The Galapagos archipelago, situated under the equator, lies at the distance of between 500 and 600 miles from the shores of South America. Here almost every product of the land and of the water bears the unmistakeable stamp of the American continent.
There are twenty-six land birds; of these, twenty-one, or perhaps twenty-three, are ranked as distinct species, and would commonly be assumed to have been here created: yet the close affinity of most of these birds to American species is manifest in every character, in their habits, gestures, and tones of voice. So it is with the other animals, and with a large proportion of the plants.
It seemed evident that species had colonised the islands from locations often very remote from them. Diversity increased as organisms adapted to the new environments.
This got Darwin thinking about how the colonists could have travelled such large distances. He dangled the feet of a duck in an aquarium where fresh-water snails were just hatching, and observed how the minute hatchlings crawled onto the bird’s feet and clung to them so firmly they could not be shaken off. In a single day the duck could have flown hundreds of miles before next alighting on a pool or a rivulet, bringing the molluscs with it.
This mud when dried weighed only 6 3/4 ounces; I kept it covered up in my study for six months, pulling up and counting each plant as it grew; the plants were of many kinds, and were altogether 537 in number; and yet the viscid mud was all contained in a breakfast cup!
It was thus easy to see how water-birds might transport the seeds of plants on their muddy feet to ponds far afield. Wind transport could do much the same: a water-beetle had once breezed onto the ‘Beagle’ when it was forty-five miles distant from the nearest land.
All in all, the close relationships between lowland and highland species, between mainland and island species, and between the species of different islands of the same archipelago were all inexplicable on the ordinary view of on-the-spot independent creation. They were, however, explicable if one postulated colonisation from elsewhere, followed by adaptation. Nature was not static, either in time or space.
Darwin was right. And he was especially right in indicating that the explanations at stake were independent creation versus colonisation and descent with modification, not creation of all species separately versus evolution of all species from a common ancestor. It was but a short step to infer that species were created with a capacity to adapt to new environments, though he never entertained the possibility himself.
Darwin had investigated such means of dispersal, back in the 1850s, with his experiments involving saltwater immersion and other forms of simulated environmental travail. He had rafted asparagus across tiny seas. He had shoved seeds into the bellies of dead fish, fed the fish to pelicans, then collected the pelican poop and extracted the seeds to see whether they retained their capacity to germinate. He had dangled duck feet in an aquarium full of freshwater snails, inviting the adventuresome to take hold. And now he found fascination in a similar piece of data, derived not from experiment but from accidental observation. Somewhere near Northampton, in a stream or a pond, a small freshwater clam had clamped itself onto the leg of a beetle.
One beetle, dragging a miniature mollusc. Extracted from its scientific context, from the questions of dispersal and biogeography and evolution versus special creation, it seems utterly insignificant. Maybe it seems insignificant within its context. But it didn’t to Darwin. He described the beetle-clam connection in a short note to Nature, which appeared on April 6, 1882. Titled “On the Dispersal of Freshwater Bivalves,” it was his last published work. The point was simple but substantive: Here’s evidence of how a fertile clam might travel by air (since water beetles fly as well as swim) from one pond to another and establish a transplanted population in a new place. Dispersal, biogeography. Colonization, and then a fresh phase of evolution.
That is exactly it: evolution as part of a cycle of dispersal and colonisation, not Nature engendering forms from the mud of some warm pond as if it had powers of creation.

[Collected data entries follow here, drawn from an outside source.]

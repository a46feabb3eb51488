use thiserror::Error;

/// Failure modes of a single build or flash attempt.
///
/// Every variant aborts the current operation; no retries happen at this
/// layer. Output already forwarded to the sink before the failure is not
/// retracted.
#[derive(Debug, Error)]
pub enum RunnerError {
    /// Workspace or sketch-file I/O failed before the tool was spawned.
    #[error("workspace I/O failed: {0}")]
    Io(#[from] std::io::Error),

    /// The external tool binary is missing or not runnable.
    #[error("failed to launch {tool}: {source}")]
    Spawn {
        tool: &'static str,
        #[source]
        source: std::io::Error,
    },

    /// Build tool exit code 1.
    #[error("compilation failed")]
    BuildFailed,

    /// Build tool exit code 2.
    #[error("sketch file not found")]
    SketchNotFound,

    /// Build tool exit code 3.
    #[error("invalid build arguments")]
    InvalidArguments,

    /// Build tool exit code 4.
    #[error("unknown build preference")]
    UnknownPreference,

    /// Programmer tool exit code 1.
    #[error("flashing failed")]
    FlashFailed,

    /// Bootloader rediscovery found no peripheral resolving to the expected
    /// device name.
    #[error("expected {device} to appear on the serial bus, but it was not found")]
    DeviceNotFound { device: String },

    /// The serial transport refused to open or close the connection.
    #[error("serial transport error on {path}: {message}")]
    Transport { path: String, message: String },

    /// No realtime firmware artifact is known for the board.
    #[error("no realtime firmware is available for board {fqbn}")]
    NoRealtimeFirmware { fqbn: String },

    /// Catch-all for exit codes the tool contracts do not document.
    /// A signal-terminated child reports code -1.
    #[error("{tool} exited with unrecognized code {code}")]
    UnrecognizedExitCode { tool: &'static str, code: i32 },
}

pub type Result<T> = std::result::Result<T, RunnerError>;
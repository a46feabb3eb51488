//! [`SerialLink`] adapter over the `serialport` crate.
//!
//! The crate's calls are blocking, so each operation runs on the blocking
//! thread pool. Enumerated USB ports are reported with a synthesized
//! `USB\VID_xxxx&PID_xxxx` identifier, the same shape the device directory
//! keys on.

use std::sync::Arc;
use std::time::Duration;

use async_trait::async_trait;
use parking_lot::Mutex;
use serialport::{SerialPort, SerialPortType};
use tokio::task;
use tracing::{debug, info};

use crate::core::Peripheral;
use crate::error::{Result, RunnerError};
use crate::transport::SerialLink;

const OPEN_TIMEOUT: Duration = Duration::from_millis(500);

/// Live serial transport backed by the host's port list.
#[derive(Default)]
pub struct SystemSerialLink {
    handle: Arc<Mutex<Option<Box<dyn SerialPort>>>>,
}

impl SystemSerialLink {
    pub fn new() -> Self {
        Self::default()
    }
}

fn transport_error(path: &str, err: &serialport::Error) -> RunnerError {
    RunnerError::Transport {
        path: path.to_string(),
        message: err.to_string(),
    }
}

#[async_trait]
impl SerialLink for SystemSerialLink {
    async fn connect(&self, path: &str, baudrate: u32, exclusive: bool) -> Result<()> {
        let owned_path = path.to_string();
        let port = task::spawn_blocking(move || {
            serialport::new(&owned_path, baudrate)
                .timeout(OPEN_TIMEOUT)
                .open()
                .map_err(|e| transport_error(&owned_path, &e))
        })
        .await
        .map_err(|e| RunnerError::Transport {
            path: path.to_string(),
            message: e.to_string(),
        })??;

        info!(%path, baudrate, exclusive, "serial port opened");
        *self.handle.lock() = Some(port);
        Ok(())
    }

    async fn disconnect(&self) -> Result<()> {
        // Dropping the handle closes the descriptor.
        let dropped = self.handle.lock().take();
        if dropped.is_some() {
            info!("serial port closed");
        }
        Ok(())
    }

    async fn list(&self) -> Result<Option<Vec<Peripheral>>> {
        let ports = task::spawn_blocking(serialport::available_ports)
            .await
            .map_err(|e| RunnerError::Transport {
                path: String::new(),
                message: e.to_string(),
            })?;

        let ports = match ports {
            Ok(ports) => ports,
            Err(e) => {
                debug!(error = %e, "port enumeration failed");
                return Ok(None);
            }
        };

        let peripherals: Vec<Peripheral> = ports
            .into_iter()
            .filter_map(|port| match port.port_type {
                SerialPortType::UsbPort(usb) => Some(Peripheral {
                    path: port.port_name,
                    usb_identifier: format!("USB\\VID_{:04X}&PID_{:04X}", usb.vid, usb.pid),
                }),
                _ => None,
            })
            .collect();

        debug!(count = peripherals.len(), "enumerated usb serial ports");
        Ok(Some(peripherals))
    }
}
//! Known-device directory and post-reset port rediscovery.

use tracing::debug;

use crate::core::Peripheral;
use crate::error::{Result, RunnerError};

/// Sentinel returned for identifiers the directory does not know.
pub const UNKNOWN_DEVICE: &str = "Unknown device";

/// Length of the `USB\VID_xxxx&PID_xxxx` prefix used as the directory key.
pub const PNP_KEY_LEN: usize = 21;

/// PnP identifier prefix to human-readable device name. Bootloader-mode
/// product ids map to the same name as the runtime ids so a board that just
/// rebooted into its bootloader still resolves to itself.
const DEVICE_DIRECTORY: &[(&str, &str)] = &[
    ("USB\\VID_2341&PID_0001", "Arduino Uno"),
    ("USB\\VID_2341&PID_0043", "Arduino Uno"),
    ("USB\\VID_2A03&PID_0043", "Arduino Uno"),
    ("USB\\VID_2341&PID_0010", "Arduino Mega 2560"),
    ("USB\\VID_2341&PID_0042", "Arduino Mega 2560"),
    ("USB\\VID_2341&PID_8036", "Arduino Leonardo"),
    ("USB\\VID_2341&PID_0036", "Arduino Leonardo"),
    ("USB\\VID_1B4F&PID_2B74", "Makey Makey"),
    ("USB\\VID_1B4F&PID_2B75", "Makey Makey"),
    ("USB\\VID_0403&PID_6001", "Arduino Nano"),
    ("USB\\VID_1A86&PID_7523", "Arduino Uno"),
];

/// Pure lookup over the static table; never fails.
pub fn lookup(identifier_prefix: &str) -> &'static str {
    DEVICE_DIRECTORY
        .iter()
        .find(|(prefix, _)| *prefix == identifier_prefix)
        .map(|(_, name)| *name)
        .unwrap_or(UNKNOWN_DEVICE)
}

/// Resolve the port of the peripheral whose identifier maps to
/// `target_name`.
///
/// Scans the whole list; if several entries resolve to the target the last
/// one in scan order wins. An empty or absent list, or a full scan without a
/// match, is a [`RunnerError::DeviceNotFound`].
pub fn resolve_port(peripherals: &[Peripheral], target_name: &str) -> Result<String> {
    let mut resolved = None;
    for peripheral in peripherals {
        let key: String = peripheral.usb_identifier.chars().take(PNP_KEY_LEN).collect();
        let name = lookup(&key);
        debug!(path = %peripheral.path, %name, "scanned peripheral");
        if name == target_name {
            resolved = Some(peripheral.path.clone());
        }
    }

    resolved.ok_or_else(|| RunnerError::DeviceNotFound {
        device: target_name.to_string(),
    })
}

The key facts were dispersal, adaptation, speciation. From these Darwin inferred a story whereby organisms, however wondrous, came into existence by chance, and natural selection acting on random variation was the mechanism that put this view on a scientific footing. Random variation could generate even the eye, the brain and the liver, given enough time. All biological structures could, in principle, be broken down into a linear series of innumerable additions, each building on what went before.
That is not, however, the modern view. DNA may be linear, but the programs it encodes are anything but: they are complex networks where genes interlink and interact, controlled in many instances by systems that switch them on or off in their entirety, versatile instruments of design. Large-scale evolution cannot occur piecemeal, because a change affecting one part of the body almost always has knock-on effects on another. Evolution requires orchestration, so that the whole organism remains a viable entity. The story emerging is one of plants and animals being programmed in advance to disperse, adapt and speciate: not natural selection acting on chance mutations, but biological systems producing and facilitating purposeful variation. Was such provision not implicit in the words, ‘be fruitful and multiply’?